A health care exchange that pools its enrollees’ bargaining power will help give consumers a better deal on their coverage, but it will need to do more to get the unsustainable rise in health care costs under control. That is because while consumers and businesses pay plenty in premiums and out-of-pocket costs, much of our health care spending does not yield the results that we really want—healthier people. The payment systems used by major insurers, both public and private, are one root of this problem. The widely used fee-for-service payment approach rewards providers for the number and complexity of tests and procedures that can be billed, not the quality of care provided or whether the patient gets healthy.
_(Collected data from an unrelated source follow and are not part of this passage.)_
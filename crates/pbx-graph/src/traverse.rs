//! Cycle-safe traversal and derived file placement.
//!
//! All traversal entry points use an explicit visited set and an explicit
//! FIFO work queue, never recursion, so cycles and shared sub-structure
//! cannot overflow the stack, every reachable node is handled exactly once,
//! and pruning decisions apply deterministically. Attribute edges iterate
//! in sorted key order.

use std::collections::{HashSet, VecDeque};

use crate::error::{GraphError, GraphResult};
use crate::graph::ProjectGraph;
use crate::node::{Kind, NodeId, Value};

impl ProjectGraph {
    /// Every node reachable from the root, in deterministic traversal
    /// order (FIFO over sorted attribute keys, then sequence order).
    pub fn reachable_ids(&self) -> GraphResult<Vec<NodeId>> {
        let mut order = Vec::new();
        let mut visited = HashSet::new();
        let mut queue = VecDeque::new();

        visited.insert(self.root());
        queue.push_back(self.root());

        while let Some(id) = queue.pop_front() {
            order.push(id);
            let node = self.expect_node(id)?;
            for value in node.attributes.values() {
                enqueue_references(value, &mut visited, &mut queue);
            }
        }

        Ok(order)
    }

    /// Visit every distinct reachable node at most once, invoking
    /// `callback` for each attribute edge (node -> scalar, node ->
    /// reference, node -> sequence element).
    ///
    /// The callback receives the graph (free to mutate it in place: the
    /// visited node's attributes are snapshotted before dispatch), the node
    /// owning the edge, the node's discovering parent, the attribute key,
    /// and the edge value. Returning `true` continues descent into that
    /// value's children; `false` prunes the subtree. Deduplication is by
    /// node id, not by structural key.
    pub fn visit_once<F>(&mut self, mut callback: F) -> GraphResult<()>
    where
        F: FnMut(&mut ProjectGraph, NodeId, Option<NodeId>, &str, &Value) -> bool,
    {
        let mut visited = HashSet::new();
        let mut queue: VecDeque<(NodeId, Option<NodeId>)> = VecDeque::new();

        visited.insert(self.root());
        queue.push_back((self.root(), None));

        while let Some((id, parent)) = queue.pop_front() {
            // Snapshot the attribute edges so the callback may mutate the
            // node without invalidating this iteration.
            let edges: Vec<(String, Value)> = self
                .expect_node(id)?
                .attributes
                .iter()
                .map(|(key, value)| (key.clone(), value.clone()))
                .collect();

            for (key, value) in &edges {
                match value {
                    Value::List(items) => {
                        for item in items {
                            let descend = callback(self, id, parent, key, item);
                            if descend {
                                if let Value::Ref(target) = item {
                                    if visited.insert(*target) {
                                        queue.push_back((*target, Some(id)));
                                    }
                                }
                            }
                        }
                    }
                    Value::Ref(target) => {
                        let descend = callback(self, id, parent, key, value);
                        if descend && visited.insert(*target) {
                            queue.push_back((*target, Some(id)));
                        }
                    }
                    scalar => {
                        callback(self, id, parent, key, scalar);
                    }
                }
            }
        }

        Ok(())
    }

    /// Resolve the project-relative placement of every file reference
    /// reachable through the group tree, in traversal order.
    ///
    /// A file's path is the concatenation of path-contributing ancestor
    /// group segments with the leaf's own `path` attribute. Placement is
    /// recomputed fresh on every call: merge mutates the graph in place,
    /// so cached placements would go stale. When shared structure makes a
    /// node reachable via two group paths, the first traversal path wins.
    pub fn all_files(&self) -> GraphResult<Vec<(String, NodeId)>> {
        let Some(main_group) = self.attr(self.root(), "mainGroup").and_then(Value::as_reference)
        else {
            return Ok(Vec::new());
        };

        let mut files = Vec::new();
        let mut visited = HashSet::new();
        let mut queue: VecDeque<(NodeId, String)> = VecDeque::new();

        let seed_prefix = self
            .expect_node(main_group)?
            .text_attr("path")
            .unwrap_or_default()
            .to_string();
        visited.insert(main_group);
        queue.push_back((main_group, seed_prefix));

        while let Some((group_id, prefix)) = queue.pop_front() {
            let group = self.expect_node(group_id)?;
            let Some(children) = group.attr("children") else {
                continue;
            };
            let Value::List(children) = children else {
                return Err(GraphError::UnexpectedShape {
                    node: group_id,
                    attribute: "children".into(),
                });
            };

            for child in children {
                let Value::Ref(child_id) = child else {
                    return Err(GraphError::UnexpectedShape {
                        node: group_id,
                        attribute: "children".into(),
                    });
                };
                if !visited.insert(*child_id) {
                    continue;
                }
                let child_node = self.expect_node(*child_id)?;
                match child_node.kind {
                    Kind::Group => {
                        let child_prefix = match child_node.text_attr("path") {
                            Some(segment) => join_segments(&prefix, segment),
                            None => prefix.clone(),
                        };
                        queue.push_back((*child_id, child_prefix));
                    }
                    Kind::FileReference => {
                        if let Some(leaf) = child_node.text_attr("path") {
                            files.push((join_segments(&prefix, leaf), *child_id));
                        }
                    }
                    // Only groups and file references carry placement.
                    _ => {}
                }
            }
        }

        Ok(files)
    }
}

fn enqueue_references(value: &Value, visited: &mut HashSet<NodeId>, queue: &mut VecDeque<NodeId>) {
    match value {
        Value::Ref(target) => {
            if visited.insert(*target) {
                queue.push_back(*target);
            }
        }
        Value::List(items) => {
            for item in items {
                enqueue_references(item, visited, queue);
            }
        }
        _ => {}
    }
}

fn join_segments(prefix: &str, leaf: &str) -> String {
    if prefix.is_empty() {
        leaf.to_string()
    } else {
        format!("{prefix}/{leaf}")
    }
}

#[cfg(test)]
mod tests {
    use super::*;
    use crate::node::Node;

    /// TestApp-shaped fixture: two files under `Classes/`, one at top level,
    /// and a target whose build phase references one of them.
    fn sample_project() -> ProjectGraph {
        let mut graph = ProjectGraph::new("fixtures/TestApp");

        let delegate_h = graph.insert(Node::new(Kind::FileReference).with_attr("path", "AppDelegate.h"));
        let delegate_m = graph.insert(Node::new(Kind::FileReference).with_attr("path", "AppDelegate.m"));
        let main_m = graph.insert(Node::new(Kind::FileReference).with_attr("path", "main.m"));

        let classes = graph.insert(
            Node::new(Kind::Group)
                .with_attr("name", "Classes")
                .with_attr("path", "Classes")
                .with_attr(
                    "children",
                    Value::List(vec![Value::Ref(delegate_h), Value::Ref(delegate_m)]),
                ),
        );
        let main_group = graph.insert(Node::new(Kind::Group).with_attr(
            "children",
            Value::List(vec![Value::Ref(classes), Value::Ref(main_m)]),
        ));

        let build_file = graph.insert(Node::new(Kind::BuildFile).with_attr("fileRef", delegate_m));
        let phase = graph.insert(
            Node::new(Kind::BuildPhase)
                .with_attr("name", "Sources")
                .with_attr("files", Value::List(vec![Value::Ref(build_file)])),
        );
        let target = graph.insert(
            Node::new(Kind::Target)
                .with_attr("name", "TestApp")
                .with_attr("buildPhases", Value::List(vec![Value::Ref(phase)])),
        );

        let root = graph.root();
        graph.set_attr(root, "mainGroup", main_group).unwrap();
        graph
            .set_attr(root, "targets", Value::List(vec![Value::Ref(target)]))
            .unwrap();
        graph
    }

    #[test]
    fn reachable_ids_visits_each_node_once() {
        let graph = sample_project();
        let order = graph.reachable_ids().unwrap();
        assert_eq!(order.len(), graph.len());
        let distinct: HashSet<NodeId> = order.iter().copied().collect();
        assert_eq!(distinct.len(), order.len());
        assert_eq!(order[0], graph.root());
    }

    #[test]
    fn reachable_ids_is_deterministic() {
        let graph = sample_project();
        assert_eq!(graph.reachable_ids().unwrap(), graph.reachable_ids().unwrap());
    }

    #[test]
    fn visit_once_handles_cycles() {
        let mut graph = ProjectGraph::new("fixtures/App");
        let group = graph.insert(Node::new(Kind::Group).with_attr("name", "Loop"));
        let root = graph.root();
        graph.set_attr(root, "mainGroup", group).unwrap();
        graph.set_attr(group, "project", root).unwrap();

        let mut seen = Vec::new();
        graph
            .visit_once(|_, node, _, _, _| {
                seen.push(node);
                true
            })
            .unwrap();

        // Both nodes dispatch edges; neither repeats.
        let distinct: HashSet<NodeId> = seen.iter().copied().collect();
        assert_eq!(distinct.len(), 2);
    }

    #[test]
    fn visit_once_dispatches_every_edge_kind() {
        let mut graph = sample_project();
        let mut scalar_edges = 0usize;
        let mut reference_edges = 0usize;
        graph
            .visit_once(|_, _, _, _, value| {
                match value {
                    Value::Ref(_) => reference_edges += 1,
                    _ if value.is_scalar() => scalar_edges += 1,
                    _ => {}
                }
                true
            })
            .unwrap();

        // Scalars: 3 file paths, group name+path, phase name, target name.
        assert_eq!(scalar_edges, 7);
        // References: mainGroup + targets entry, 2 main-group children,
        // 2 classes children, 1 phase, 1 build file, 1 fileRef.
        assert_eq!(reference_edges, 9);
    }

    #[test]
    fn visit_once_honors_pruning() {
        let mut graph = sample_project();
        let mut saw_build_file = false;
        graph
            .visit_once(|g, _, _, key, value| {
                if let Value::Ref(target) = value {
                    if g.node(*target).map(|n| n.kind) == Some(Kind::BuildPhase) {
                        return false; // prune the phase subtree
                    }
                    if g.node(*target).map(|n| n.kind) == Some(Kind::BuildFile) {
                        saw_build_file = true;
                    }
                }
                let _ = key;
                true
            })
            .unwrap();
        assert!(!saw_build_file, "pruned subtree was descended into");
    }

    #[test]
    fn visit_once_allows_in_place_mutation() {
        let mut graph = sample_project();
        graph
            .visit_once(|g, node, _, _, _| {
                if let Some(n) = g.node_mut(node) {
                    n.version = None;
                    n.archive_id = None;
                }
                true
            })
            .unwrap();
    }

    #[test]
    fn all_files_resolves_nested_paths() {
        let graph = sample_project();
        let files: Vec<String> = graph
            .all_files()
            .unwrap()
            .into_iter()
            .map(|(path, _)| path)
            .collect();
        assert_eq!(
            files,
            vec![
                "main.m".to_string(),
                "Classes/AppDelegate.h".to_string(),
                "Classes/AppDelegate.m".to_string(),
            ]
        );
    }

    #[test]
    fn all_files_reflects_mutation_without_caching() {
        let mut graph = sample_project();
        let (_, delegate_h) = graph.all_files().unwrap()[1].clone();
        graph.set_attr(delegate_h, "path", "Delegate.h").unwrap();

        let files: Vec<String> = graph
            .all_files()
            .unwrap()
            .into_iter()
            .map(|(path, _)| path)
            .collect();
        assert!(files.contains(&"Classes/Delegate.h".to_string()));
    }

    #[test]
    fn all_files_ignores_non_group_membership() {
        let mut graph = sample_project();
        // A file referenced only by a build phase has no placement.
        let orphan = graph.insert(Node::new(Kind::FileReference).with_attr("path", "Orphan.m"));
        let build_file = graph.insert(Node::new(Kind::BuildFile).with_attr("fileRef", orphan));
        let root = graph.root();
        graph
            .set_attr(root, "looseFiles", Value::List(vec![Value::Ref(build_file)]))
            .unwrap();

        let files: Vec<String> = graph
            .all_files()
            .unwrap()
            .into_iter()
            .map(|(path, _)| path)
            .collect();
        assert!(!files.iter().any(|p| p.contains("Orphan")));
    }

    #[test]
    fn all_files_first_path_wins_for_shared_nodes() {
        let mut graph = ProjectGraph::new("fixtures/App");
        let shared = graph.insert(Node::new(Kind::FileReference).with_attr("path", "Shared.m"));
        let nested = graph.insert(
            Node::new(Kind::Group)
                .with_attr("path", "Deep")
                .with_attr("children", Value::List(vec![Value::Ref(shared)])),
        );
        let main_group = graph.insert(Node::new(Kind::Group).with_attr(
            "children",
            Value::List(vec![Value::Ref(shared), Value::Ref(nested)]),
        ));
        let root = graph.root();
        graph.set_attr(root, "mainGroup", main_group).unwrap();

        let files = graph.all_files().unwrap();
        assert_eq!(files.len(), 1);
        assert_eq!(files[0].0, "Shared.m");
    }

    #[test]
    fn all_files_empty_without_main_group() {
        let graph = ProjectGraph::new("fixtures/App");
        assert!(graph.all_files().unwrap().is_empty());
    }

    #[test]
    fn malformed_children_is_fatal() {
        let mut graph = ProjectGraph::new("fixtures/App");
        let group = graph.insert(Node::new(Kind::Group).with_attr("children", "not-a-list"));
        let root = graph.root();
        graph.set_attr(root, "mainGroup", group).unwrap();

        assert!(matches!(
            graph.all_files(),
            Err(GraphError::UnexpectedShape { .. })
        ));
    }
}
Fortunately, research and the experience of innovative providers across the country have charted a path toward medical care which can better rein in costs and improve patients’ health. To take that path, providers, rather than spending all their time on an endless stream of paperwork, need to be able to devote more time to their patients. Primary care physicians need to be able to work as a part of a team coordinating with a patients’ other health professionals so that patients get all the care they need while avoiding unnecessary, duplicative, or harmful tests and procedures. And providers need easy access to updated medical records.
But providers will never achieve these wholesale changes in the delivery of care until payers change the way they pay for care. Insurers will need to move towards paying for quality and results, not volume. And the exchange, in its negotiations with insurers, can drive them to adopt these proven strategies, which will improve enrollees’ health and lower overall health care costs.